森 祇晶・横浜ベイスターズ監督解任について思ったこと
いささか古い話題になってしまうんだろうけど、横浜ベイスターズの森
祇晶監督が9月26日に解任された。西武ライオンズの監督を務めた1986年から1994年の9年の間に8回もリーグ優勝を成し遂げ、うち6度も日本シリーズで優勝し『名将』の名を欲しいままにしていた森監督が石持て追われるようにベイスターズを去ることになった。このことについては、「ベイスターズのチームカラーに森監督の色が馴染まなかった」とか「ベイスターズ球団が森監督に非協力的だった」とか、いろんなひとが森さんがベイスターズの監督としてはダメだった理由を挙げてるけど、私はそんなことはどうでもいい。
私が森
祇晶を(現役時代は知らないが、ヤクルトスワローズのコーチ時代から)見て来て思うのは、「このひとは、ライオンズの黄金時代に辞めるべきだった」。
森さんは、ジャイアンツ時代「V9戦士」として活躍。1961年に初めて日本一を経験してから、1963年、そして1965年〜73年の「V9」...と、選手として日本シリーズに出場した時は必ず優勝してた。

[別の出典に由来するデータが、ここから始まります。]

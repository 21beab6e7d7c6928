//! Interest rules keyed by effective date

use std::collections::BTreeMap;

use chrono::NaiveDate;

use super::rule::InterestRule;

/// At most one rule per effective date, ordered by date
#[derive(Debug, Clone, Default)]
pub struct RuleTable {
    rules: BTreeMap<NaiveDate, InterestRule>,
}

impl RuleTable {
    pub fn new() -> Self {
        Self::default()
    }

    /// Insert a rule, replacing (and returning) any rule with the same effective date
    pub fn upsert(&mut self, rule: InterestRule) -> Option<InterestRule> {
        self.rules.insert(rule.effective_date, rule)
    }

    /// The rule with the greatest effective date on or before `date`
    pub fn rule_in_effect(&self, date: NaiveDate) -> Option<&InterestRule> {
        self.rules.range(..=date).next_back().map(|(_, rule)| rule)
    }

    /// Rules in effective-date order
    pub fn iter(&self) -> impl Iterator<Item = &InterestRule> {
        self.rules.values()
    }

    pub fn len(&self) -> usize {
        self.rules.len()
    }

    pub fn is_empty(&self) -> bool {
        self.rules.is_empty()
    }
}

impl FromIterator<InterestRule> for RuleTable {
    fn from_iter<I: IntoIterator<Item = InterestRule>>(iter: I) -> Self {
        let mut table = RuleTable::new();
        for rule in iter {
            table.upsert(rule);
        }
        table
    }
}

「V10」を阻まれた1974年に現役引退した森さんは、1978年のヤクルトスワローズの日本一に広岡達朗監督下のコーチとして貢献。1982年と翌1983年の西武ライオンズの日本一にも広岡達朗監督下の名参謀役として貢献。んで、1986年から1992年までの7年間に6度の日本一を遂げた時の森さんは、日本シリーズ出場20連勝というとてつもない記録を達成してたワケだ。ホントはここで森さんはライオンズの監督を辞めるべきだった。「日本シリーズ無敵の森」という伝説が生まれたハズなのに...。
なのに、ライオンズの監督を続けたばっかりに、1993年に野村克也率いるスワローズに敗れ、さらに1994年には長嶋ジャイアンツにも敗れてしまった。「日本シリーズ無敵伝説」は夢と消えた...。一度負けたら、もう『無敵』ではないのだ。
1994年を最後にライオンズの監督を勇退した森さんはNHKの野球解説者になった。「無敵伝説」は消えても、世間では森さんを「名将」と崇めてたので、この実績の御威光をタテに、ずっと解説者でやっていけたハズだった。
なのに、ベイスターズの監督に就任しちゃったりして、今季はぶっちぎりの最下位。「無敵伝説」どころか、「名将」の地位すらアヤしくなってきた。ヘタにベイスターズの監督なんか引き受けなきゃ、まだ「名将」のままで居られたのに...。
阪神タイガースで監督やってダメだった野村克也もそうだけど、歳とって今の感性についていけないクセに、「名将」とおだてられるがままに監督を引き受けたばっかりに、自ら「名将」の名にドロを塗るヤツが多すぎる。これはプロ野球界のなかに限ったことではなく、歳とってから「駄作」を出して自らの栄誉に傷つけるミュージシャン、多選の果てに「愚策」を施し地域を衰退に追い込む自治体首長など、いろんな分野にそういうケースが見受けられる。ひとはそれを「老害」って呼ぶらしいけど(笑)。
森さんには1992年で監督勇退してもらって、「日本シリーズ無敵」のままで居て欲しかった。そのほうがよっぽど存在としてレアだったんだよ。
一度負けたら、もう『無敵』ではない。
ヘビの絵に足を描き足したら、それはもう「ヘビの絵」ではない。